Have you ever been having a conversation with a friend when they suddenly deliver some unexpected negative feedback about yourself that has some truth to it? It feels like getting punched in the stomach, and is exactly what happened to me on New Years Eve.
I was talking to a friend about my desire to improve my communication skills. I was explaining that people who communicate their ideas in a way that others can understand will gain more influence and be able to accomplish more. This friend confirmed that I am an introvert, that I lack social skills, and began to question why I wanted to be a better communicator. This friend implied I would not be able to improve in this area and that it was not a good idea.
After hearing this feedback I felt terrible. After our conversation I began to come up with reasons why this person was wrong and how I should have responded in the conversation. As the days have passed I have realized what this person gave me was a gift. Although they could have provided the feedback in a better way, they helped me see how others may perceive me. I do not agree with everything they said, however, some of it has truth. I cannot pushback on negative feedback only because it makes me feel bad. If it is true I should listen regardless of how it makes me feel. As they say “Eat the fish and leave the bones.” Listening to feedback and criticism is like drinking cough syrup when you are sick. It tastes terrible and you want to avoid drinking it but ultimately it helps you get better in the long run. Drink the truth and disregard the rest.

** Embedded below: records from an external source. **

//! Species identifiers and slot compositions.

use serde::{Deserialize, Serialize};
use std::fmt;

use crate::error::DomainError;

/// Stable species/form identifier (always positive).
#[derive(Debug, Clone, Copy, PartialEq, Eq, Hash, PartialOrd, Ord, Serialize, Deserialize)]
#[serde(try_from = "u32", into = "u32")]
pub struct SpeciesId(u32);

impl SpeciesId {
    /// # Errors
    ///
    /// Returns `DomainError::Validation` for zero.
    pub fn new(value: u32) -> Result<Self, DomainError> {
        if value == 0 {
            return Err(DomainError::validation("Species id must be positive"));
        }
        Ok(Self(value))
    }

    pub fn get(self) -> u32 {
        self.0
    }
}

impl fmt::Display for SpeciesId {
    fn fmt(&self, f: &mut fmt::Formatter<'_>) -> fmt::Result {
        write!(f, "{}", self.0)
    }
}

impl TryFrom<u32> for SpeciesId {
    type Error = DomainError;

    fn try_from(value: u32) -> Result<Self, Self::Error> {
        Self::new(value)
    }
}

impl From<SpeciesId> for u32 {
    fn from(value: SpeciesId) -> Self {
        value.0
    }
}

/// The `(head species, body species)` pair shown by a slot.
///
/// Artwork variants are remembered per composition, so two slots with equal
/// compositions share a preferred variant.
#[derive(Debug, Clone, Copy, Default, PartialEq, Eq, Hash)]
pub struct Composition {
    pub head: Option<SpeciesId>,
    pub body: Option<SpeciesId>,
}

impl Composition {
    pub const EMPTY: Composition = Composition {
        head: None,
        body: None,
    };

    pub fn new(head: Option<SpeciesId>, body: Option<SpeciesId>) -> Self {
        Self { head, body }
    }

    pub fn is_empty(&self) -> bool {
        self.head.is_none() && self.body.is_none()
    }

    /// The species the catalog is keyed on first. A lone body half is looked
    /// up as if it were the head.
    pub fn lookup_key(&self) -> Option<(SpeciesId, Option<SpeciesId>)> {
        match (self.head, self.body) {
            (Some(head), body) => Some((head, body)),
            (None, Some(body)) => Some((body, None)),
            (None, None) => None,
        }
    }
}

impl fmt::Display for Composition {
    fn fmt(&self, f: &mut fmt::Formatter<'_>) -> fmt::Result {
        let show = |s: Option<SpeciesId>| s.map_or_else(|| "-".to_string(), |s| s.to_string());
        write!(f, "{}/{}", show(self.head), show(self.body))
    }
}

#[cfg(test)]
mod tests {
    use super::*;

    #[test]
    fn zero_species_is_rejected() {
        assert!(SpeciesId::new(0).is_err());
        assert_eq!(SpeciesId::new(25).unwrap().get(), 25);
        assert!(serde_json::from_str::<SpeciesId>("0").is_err());
    }

    #[test]
    fn lookup_key_falls_back_to_body() {
        let pikachu = SpeciesId::new(25).unwrap();
        let charmander = SpeciesId::new(4).unwrap();

        assert_eq!(
            Composition::new(Some(pikachu), Some(charmander)).lookup_key(),
            Some((pikachu, Some(charmander)))
        );
        assert_eq!(
            Composition::new(None, Some(charmander)).lookup_key(),
            Some((charmander, None))
        );
        assert_eq!(Composition::EMPTY.lookup_key(), None);
    }

    #[test]
    fn display_marks_missing_halves() {
        let pikachu = SpeciesId::new(25).unwrap();
        assert_eq!(Composition::new(Some(pikachu), None).to_string(), "25/-");
    }
}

I may have room to improve my communication skills but that does not need to be the end of the story which is why I am pleased to have just finished a fantastic book called Five Stars by Carmine Gallo. The book is split into 3 parts. In the first part Gallo aims to convince the reader that communication skills are important. I read this pretty fast as I did not need a lot of convincing. In the second part he shares inspiring stories of great communicators. In the third part he shares practical tips and techniques to be a better communicator. Here are three tips that stuck out to me that I want to apply to hone my own communication skills.
1. Stories are better than facts
We can use stories to appeal to an audience’s emotions. Emotions help us connect with people and help our message be way more memorable. Everyone wants to have meaning and purpose in life and if they can see themselves in your story it will move them.
2. Analogies and metaphors give your words “verbal beauty”
Analogies and metaphors work because they compare the abstract with what is familiar. They get us out of conventional thinking and distill what is complex. People love analogies because they help our brains conserve energy.
3. Reappraisal and Rehearsal
Many of us lack confidence and fear public speaking. Gallo advocates the idea of reappraisal, which simply means changing the way we think about ourselves. Fear and doubt can cripple us but it is important to remember these are self-imposed. If we can impose them on ourselves we also have the power to lift them off. I have heard it said before, “If you fight for your limitations you get to keep them.” Instead of fighting for your limitations, believe better about yourself. The second R is rehearsal, which simply means practice and repetition. Repeated exposure helps change stage fright into “performance energy.”
Although the conversation I had on New Year’s Eve did not leave me feeling great, I learned from it. I am trying to teach myself that people’s words and behavior only have power over me if I allow it. My identity is not determined by what people say about me. No matter what I decide to improve, communication skills or something else, I can do so if I put my mind to it. As Henry Ford put it “If you think you can do a thing or think you can’t do a thing, you’re right.”